- [Task to complete] Each entry below must appear in the output exactly as written.

- [Exercise materials]
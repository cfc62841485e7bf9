//! SQLite storage bootstrap and schema migration entry points.
//!
//! # Responsibility
//! - Open and configure SQLite connections for the entry store.
//! - Apply schema migrations in deterministic order.
//! - Carry the storage location as an explicit configuration value.
//!
//! # Invariants
//! - Migration version is tracked via `PRAGMA user_version`.
//! - No process-wide storage path exists; every store is built from a
//!   `StoreConfig`.

use std::error::Error;
use std::fmt::{Display, Formatter};
use std::path::{Path, PathBuf};

pub mod migrations;
mod open;

pub use open::{connect, open_db};

/// File name used when a store is configured from a data directory.
pub const DEFAULT_DB_FILE_NAME: &str = "entries.db";

pub type DbResult<T> = Result<T, DbError>;

#[derive(Debug)]
pub enum DbError {
    Sqlite(rusqlite::Error),
    CreateDir {
        path: PathBuf,
        source: std::io::Error,
    },
}

impl Display for DbError {
    fn fmt(&self, f: &mut Formatter<'_>) -> std::fmt::Result {
        match self {
            Self::Sqlite(err) => write!(f, "{err}"),
            Self::CreateDir { path, source } => write!(
                f,
                "failed to create storage directory `{}`: {source}",
                path.display()
            ),
        }
    }
}

impl Error for DbError {
    fn source(&self) -> Option<&(dyn Error + 'static)> {
        match self {
            Self::Sqlite(err) => Some(err),
            Self::CreateDir { source, .. } => Some(source),
        }
    }
}

impl From<rusqlite::Error> for DbError {
    fn from(value: rusqlite::Error) -> Self {
        Self::Sqlite(value)
    }
}

/// Storage location for one entry store instance.
#[derive(Debug, Clone, PartialEq, Eq)]
pub struct StoreConfig {
    db_path: PathBuf,
}

impl StoreConfig {
    /// Uses the given SQLite file path as-is.
    pub fn new(db_path: impl Into<PathBuf>) -> Self {
        Self {
            db_path: db_path.into(),
        }
    }

    /// Places `entries.db` inside `data_dir`.
    pub fn in_dir(data_dir: impl AsRef<Path>) -> Self {
        Self::new(data_dir.as_ref().join(DEFAULT_DB_FILE_NAME))
    }

    pub fn db_path(&self) -> &Path {
        &self.db_path
    }
}
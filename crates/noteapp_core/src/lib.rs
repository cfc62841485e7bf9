//! Core domain logic for the contact note app.
//! This crate is the single source of truth for entry invariants.

pub mod db;
pub mod logging;
pub mod model;
pub mod repo;
pub mod service;

pub use db::{DbError, StoreConfig};
pub use logging::{default_log_level, init_logging, logging_status, LoggingError};
pub use model::entry::{Entry, EntryDraft, EntryId};
pub use model::validation::{validate, ValidationErrors};
pub use repo::entry_repo::{EntryRepository, RepoResult, SqliteEntryRepository, StorageError};
pub use service::entry_service::{EntryService, RemoveOutcome, ReviseOutcome, SubmitOutcome};
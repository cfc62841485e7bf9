//! Submission validation rules.
//!
//! # Responsibility
//! - Map raw (already trimmed) field values to user-facing error messages.
//!
//! # Invariants
//! - Pure and deterministic: no I/O, no shared mutable state.
//! - Every applicable error is reported, not just the first.
//! - An empty result means the submission may be persisted.

use once_cell::sync::Lazy;
use regex::Regex;

pub const NAME_MAX_CHARS: usize = 100;
pub const NOTES_MAX_CHARS: usize = 1000;

pub const NAME_REQUIRED: &str = "Name is required.";
pub const NAME_TOO_LONG: &str = "Name must be 100 characters or fewer.";
pub const EMAIL_REQUIRED: &str = "Email is required.";
pub const EMAIL_INVALID: &str = "Please enter a valid email address.";
pub const NOTES_REQUIRED: &str = "Notes are required.";
pub const NOTES_TOO_LONG: &str = "Notes must be 1000 characters or fewer.";

static EMAIL_RE: Lazy<Regex> =
    Lazy::new(|| Regex::new(r"^[^@\s]+@[^@\s]+\.[^@\s]+$").expect("valid email regex"));

/// Validates one submission. Inputs are not re-trimmed.
///
/// Lengths are counted in characters, not bytes.
pub fn validate(name: &str, email: &str, notes: &str) -> Vec<String> {
    let mut errors = Vec::new();

    if name.is_empty() {
        errors.push(NAME_REQUIRED.to_string());
    } else if name.chars().count() > NAME_MAX_CHARS {
        errors.push(NAME_TOO_LONG.to_string());
    }

    if email.is_empty() {
        errors.push(EMAIL_REQUIRED.to_string());
    } else if !EMAIL_RE.is_match(email) {
        errors.push(EMAIL_INVALID.to_string());
    }

    if notes.is_empty() {
        errors.push(NOTES_REQUIRED.to_string());
    } else if notes.chars().count() > NOTES_MAX_CHARS {
        errors.push(NOTES_TOO_LONG.to_string());
    }

    errors
}

/// Non-empty set of validation messages for one rejected submission.
///
/// Returned as data by the service layer; never propagated with `?`.
#[derive(Debug, Clone, PartialEq, Eq)]
pub struct ValidationErrors(Vec<String>);

impl ValidationErrors {
    /// Wraps validator output, or `None` when there is nothing to report.
    pub fn from_messages(messages: Vec<String>) -> Option<Self> {
        if messages.is_empty() {
            None
        } else {
            Some(Self(messages))
        }
    }

    pub fn messages(&self) -> &[String] {
        &self.0
    }

    pub fn contains(&self, fragment: &str) -> bool {
        self.0.iter().any(|message| message.contains(fragment))
    }
}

- [Expected answer]
repository cfc62841485e7bf9
//! SQLite storage bootstrap and schema migration entry points.
//!
//! # Responsibility
//! - Open and configure SQLite connections for the entry store.
//! - Apply schema migrations in deterministic order.
//! - Carry the storage location as an explicit configuration value.
//!
//! # Invariants
//! - Migration version is tracked via `PRAGMA user_version`.
//! - No process-wide storage path exists; every store is built from a
//!   `StoreConfig`.

use std::error::Error;
use std::fmt::{Display, Formatter};
use std::path::{Path, PathBuf};

pub mod migrations;
mod open;

pub use open::{connect, open_db};

/// File name used when a store is configured from a data directory.
pub const DEFAULT_DB_FILE_NAME: &str = "entries.db";

pub type DbResult<T> = Result<T, DbError>;

#[derive(Debug)]
pub enum DbError {
    Sqlite(rusqlite::Error),
    CreateDir {
        path: PathBuf,
        source: std::io::Error,
    },
}

impl Display for DbError {
    fn fmt(&self, f: &mut Formatter<'_>) -> std::fmt::Result {
        match self {
            Self::Sqlite(err) => write!(f, "{err}"),
            Self::CreateDir { path, source } => write!(
                f,
                "failed to create storage directory `{}`: {source}",
                path.display()
            ),
        }
    }
}

impl Error for DbError {
    fn source(&self) -> Option<&(dyn Error + 'static)> {
        match self {
            Self::Sqlite(err) => Some(err),
            Self::CreateDir { source, .. } => Some(source),
        }
    }
}

impl From<rusqlite::Error> for DbError {
    fn from(value: rusqlite::Error) -> Self {
        Self::Sqlite(value)
    }
}

/// Storage location for one entry store instance.
#[derive(Debug, Clone, PartialEq, Eq)]
pub struct StoreConfig {
    db_path: PathBuf,
}

impl StoreConfig {
    /// Uses the given SQLite file path as-is.
    pub fn new(db_path: impl Into<PathBuf>) -> Self {
        Self {
            db_path: db_path.into(),
        }
    }

    /// Places `entries.db` inside `data_dir`.
    pub fn in_dir(data_dir: impl AsRef<Path>) -> Self {
        Self::new(data_dir.as_ref().join(DEFAULT_DB_FILE_NAME))
    }

    pub fn db_path(&self) -> &Path {
        &self.db_path
    }
}
filename crates/noteapp_core/src/lib.rs
repository cfc62841485e7bf9
//! Core domain logic for the contact note app.
//! This crate is the single source of truth for entry invariants.

pub mod db;
pub mod logging;
pub mod model;
pub mod repo;
pub mod service;

pub use db::{DbError, StoreConfig};
pub use logging::{default_log_level, init_logging, logging_status, LoggingError};
pub use model::entry::{Entry, EntryDraft, EntryId};
pub use model::validation::{validate, ValidationErrors};
pub use repo::entry_repo::{EntryRepository, RepoResult, SqliteEntryRepository, StorageError};
pub use service::entry_service::{EntryService, RemoveOutcome, ReviseOutcome, SubmitOutcome};
repository cfc62841485e7bf9
//! Submission validation rules.
//!
//! # Responsibility
//! - Map raw (already trimmed) field values to user-facing error messages.
//!
//! # Invariants
//! - Pure and deterministic: no I/O, no shared mutable state.
//! - Every applicable error is reported, not just the first.
//! - An empty result means the submission may be persisted.

use once_cell::sync::Lazy;
use regex::Regex;

pub const NAME_MAX_CHARS: usize = 100;
pub const NOTES_MAX_CHARS: usize = 1000;

pub const NAME_REQUIRED: &str = "Name is required.";
pub const NAME_TOO_LONG: &str = "Name must be 100 characters or fewer.";
pub const EMAIL_REQUIRED: &str = "Email is required.";
pub const EMAIL_INVALID: &str = "Please enter a valid email address.";
pub const NOTES_REQUIRED: &str = "Notes are required.";
pub const NOTES_TOO_LONG: &str = "Notes must be 1000 characters or fewer.";

static EMAIL_RE: Lazy<Regex> =
    Lazy::new(|| Regex::new(r"^[^@\s]+@[^@\s]+\.[^@\s]+$").expect("valid email regex"));

/// Validates one submission. Inputs are not re-trimmed.
///
/// Lengths are counted in characters, not bytes.
pub fn validate(name: &str, email: &str, notes: &str) -> Vec<String> {
    let mut errors = Vec::new();

    if name.is_empty() {
        errors.push(NAME_REQUIRED.to_string());
    } else if name.chars().count() > NAME_MAX_CHARS {
        errors.push(NAME_TOO_LONG.to_string());
    }

    if email.is_empty() {
        errors.push(EMAIL_REQUIRED.to_string());
    } else if !EMAIL_RE.is_match(email) {
        errors.push(EMAIL_INVALID.to_string());
    }

    if notes.is_empty() {
        errors.push(NOTES_REQUIRED.to_string());
    } else if notes.chars().count() > NOTES_MAX_CHARS {
        errors.push(NOTES_TOO_LONG.to_string());
    }

    errors
}

/// Non-empty set of validation messages for one rejected submission.
///
/// Returned as data by the service layer; never propagated with `?`.
#[derive(Debug, Clone, PartialEq, Eq)]
pub struct ValidationErrors(Vec<String>);

impl ValidationErrors {
    /// Wraps validator output, or `None` when there is nothing to report.
    pub fn from_messages(messages: Vec<String>) -> Option<Self> {
        if messages.is_empty() {
            None
        } else {
            Some(Self(messages))
        }
    }

    pub fn messages(&self) -> &[String] {
        &self.0
    }

    pub fn contains(&self, fragment: &str) -> bool {
        self.0.iter().any(|message| message.contains(fragment))
    }
}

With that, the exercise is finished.